IKEA effect
The IKEA effect is a cognitive bias that causes people to place a disproportionately high value on products they partially created. Named after the popular Swedish furniture retailer, which sells products needing assembly, the effect highlights how the act of building or assembling something can lead to an increased valuation of the end product.
How it works
The IKEA effect operates on the principle that when individuals invest effort and time into a task, they develop a sense of ownership and pride in their work. This self-involvement enhances personal connection and appreciation for the finished product, regardless of its actual quality or utility. The phenomenon can be attributed to several psychological factors, including the need for competence, self-efficacy, and commitment.
Examples
- Consumers who assemble their own furniture from IKEA often value it more than similar pre-assembled items, due to the effort and involvement required.
- DIY enthusiasts experience a greater sense of satisfaction and pride in home improvement projects they complete themselves, compared to those they hire professionals to do.
- Children treasure handmade crafts more than store-bought toys because they participated in creating them.
Consequences
- Businesses might see increased customer loyalty and product valuation when they engage customers in the creation process.
- Product value can become inflated unjustifiably due to the personal attachment formed during assembly or creation.
- The bias can lead to poor decision-making when consumers overestimate the worth or functionality of self-assembled products.
Counteracting
- Awareness and education about the IKEA effect can help individuals recognize and mitigate the bias.
- Utilizing objective measures, such as quality assessments and third-party reviews, can provide a balanced perspective on a product’s value.
- Encouraging objective comparison to similar pre-assembled products can aid in discerning actual quality from perceived value added through personal effort.
Critiques
- Some critics argue the IKEA effect underestimates the importance of functionality and practical utility in driving consumer satisfaction.
- The effect might not account for individuals who dislike DIY tasks, leading to varied results across different groups.
Fields of Impact
Also known as
Relevant Research
The IKEA effect: When labor leads to love
Norton, M. I., Mochon, D., & Ariely, D. (2012)

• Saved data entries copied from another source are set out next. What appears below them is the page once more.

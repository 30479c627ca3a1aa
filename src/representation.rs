//! Parameterizations of rotations.

pub mod angle_axis;
pub mod euler_xyz;
pub mod euler_zyx;
pub mod euler_zyz;
pub mod matrix;
pub mod quaternion;
pub mod rotation_vector;

pub use angle_axis::{AngleAxis, AngleAxisRepr, AxisAngle};
pub use euler_xyz::{EulerAnglesRpy, EulerAnglesXyz, EulerXyzRepr};
pub use euler_zyx::{EulerAnglesYpr, EulerAnglesZyx, EulerZyxRepr};
pub use euler_zyz::{EulerAnglesZyz, EulerZyzRepr};
pub use matrix::{MatrixRepr, RotationMatrix};
pub use quaternion::{QuaternionRepr, RotationQuaternion};
pub use rotation_vector::{RotationVector, RotationVectorRepr};

use crate::num::Float;
use nalgebra::{Matrix3, UnitQuaternion, Vector3};
use simba::scalar::SubsetOf;
use std::fmt;

/// The different parameterizations a rotation can be stored in.
#[derive(Clone, Copy, Debug, PartialEq, Eq, Hash)]
pub enum RepresentationKind {
    RotationMatrix,
    RotationQuaternion,
    AngleAxis,
    RotationVector,
    EulerAnglesZyx,
    EulerAnglesXyz,
    EulerAnglesZyz,
}

/// A rotation payload of any representation, tagged with its kind. This is
/// the common currency of the conversion engine.
#[derive(Clone, Copy, Debug, PartialEq)]
pub enum Payload<T: Float> {
    RotationMatrix(Matrix3<T>),
    RotationQuaternion(UnitQuaternion<T>),
    AngleAxis(AxisAngle<T>),
    RotationVector(Vector3<T>),
    /// Angles `[yaw; pitch; roll]` about Z, Y' and X''.
    EulerAnglesZyx(Vector3<T>),
    /// Angles `[roll; pitch; yaw]` about X, Y' and Z''.
    EulerAnglesXyz(Vector3<T>),
    /// Angles `[precession; nutation; spin]` about Z, Y' and Z''.
    EulerAnglesZyz(Vector3<T>),
}

/// A parameterization of rotations.
///
/// Implementors are zero-sized tags selecting the payload stored by a
/// [`Rotation`](crate::Rotation) along with the family-specific parts of
/// inversion, canonicalization and the usage mirror. Everything else goes
/// through the tagged [`Payload`].
pub trait Representation: Copy + fmt::Debug + Default + Send + Sync + 'static {
    /// The kind of this representation.
    const KIND: RepresentationKind;

    /// The stored numeric payload.
    type Payload<T: Float>: Copy + fmt::Debug + PartialEq + Send + Sync;

    /// The payload of the identity rotation.
    fn identity<T: Float>() -> Self::Payload<T>;

    /// Tags the given payload with this representation's kind.
    fn into_payload<T: Float>(value: Self::Payload<T>) -> Payload<T>;

    /// Converts a payload of any kind into this representation.
    fn from_payload<T: Float>(payload: &Payload<T>) -> Self::Payload<T>;

    /// The payload seen through the opposite usage.
    fn mirrored<T: Float>(value: &Self::Payload<T>) -> Self::Payload<T>;

    /// The payload of the inverse rotation.
    fn inverted<T: Float>(value: &Self::Payload<T>) -> Self::Payload<T>;

    /// The canonical member of the class of payloads describing the same
    /// rotation as the given one.
    fn unique<T: Float>(value: &Self::Payload<T>) -> Self::Payload<T>;

    /// Casts the payload to another scalar type.
    fn cast<T: Float + SubsetOf<V>, V: Float>(value: &Self::Payload<T>) -> Self::Payload<V>;
}

impl<T: Float> Payload<T> {
    /// Returns the kind of representation this payload belongs to.
    pub fn kind(&self) -> RepresentationKind {
        match self {
            Self::RotationMatrix(_) => RepresentationKind::RotationMatrix,
            Self::RotationQuaternion(_) => RepresentationKind::RotationQuaternion,
            Self::AngleAxis(_) => RepresentationKind::AngleAxis,
            Self::RotationVector(_) => RepresentationKind::RotationVector,
            Self::EulerAnglesZyx(_) => RepresentationKind::EulerAnglesZyx,
            Self::EulerAnglesXyz(_) => RepresentationKind::EulerAnglesXyz,
            Self::EulerAnglesZyz(_) => RepresentationKind::EulerAnglesZyz,
        }
    }
}

impl fmt::Display for RepresentationKind {
    fn fmt(&self, f: &mut fmt::Formatter<'_>) -> fmt::Result {
        let name = match self {
            Self::RotationMatrix => "rotation matrix",
            Self::RotationQuaternion => "rotation quaternion",
            Self::AngleAxis => "angle-axis",
            Self::RotationVector => "rotation vector",
            Self::EulerAnglesZyx => "Euler angles ZYX",
            Self::EulerAnglesXyz => "Euler angles XYZ",
            Self::EulerAnglesZyz => "Euler angles ZYZ",
        };
        write!(f, "{name}")
    }
}

/// Inverts an Euler angle payload by transposing its rotation matrix.
pub(crate) fn inverted_through_matrix<R: Representation, T: Float>(
    value: &R::Payload<T>,
) -> R::Payload<T> {
    let matrix = crate::conversion::to_rotation_matrix(&R::into_payload(*value));
    R::from_payload(&Payload::RotationMatrix(matrix.transpose()))
}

Journal of Consumer Psychology, 22(3), 453-460
125-140
Franke, N., Schreier, M., & Kaiser, U. (2010). The 'I designed it myself' effect in mass customization. Management Science, 56 (1)
Case Studies
Real-world examples showing how IKEA effect manifests in practice
Context
A mid-size B2B SaaS company invested in a major redesign of its analytics dashboard to make it highly customizable. A small cross-functional team spent six months designing and coding a flexible 'drag-and-configure' interface that reflected many of their personal preferences and workflows.
Situation
Leadership greenlit the release without extended external testing because the team was confident in the design after numerous internal iterations. The product team wanted a fast launch to meet quarterly growth targets and believed the new dashboard would drive retention and upsells.
The Bias in Action
Team members who had invested time assembling and configuring the dashboard began to overvalue the product's importance and elegance — assuming customers would share their enthusiasm. That attachment made them dismiss early, lukewarm feedback from a small pilot as 'teething issues' instead of signals of misfit. They resisted simplifying workflows or removing features that consumed engineering time because those were components they'd personally crafted.
Outcome
The company launched the dashboard to all customers. Adoption among existing users was low, new-user onboarding took 2× longer on average, and support volume spiked. Rather than boosting retention, the release coincided with a measurable dip in new-account expansion because customers found the configuration overhead a barrier to deriving value quickly.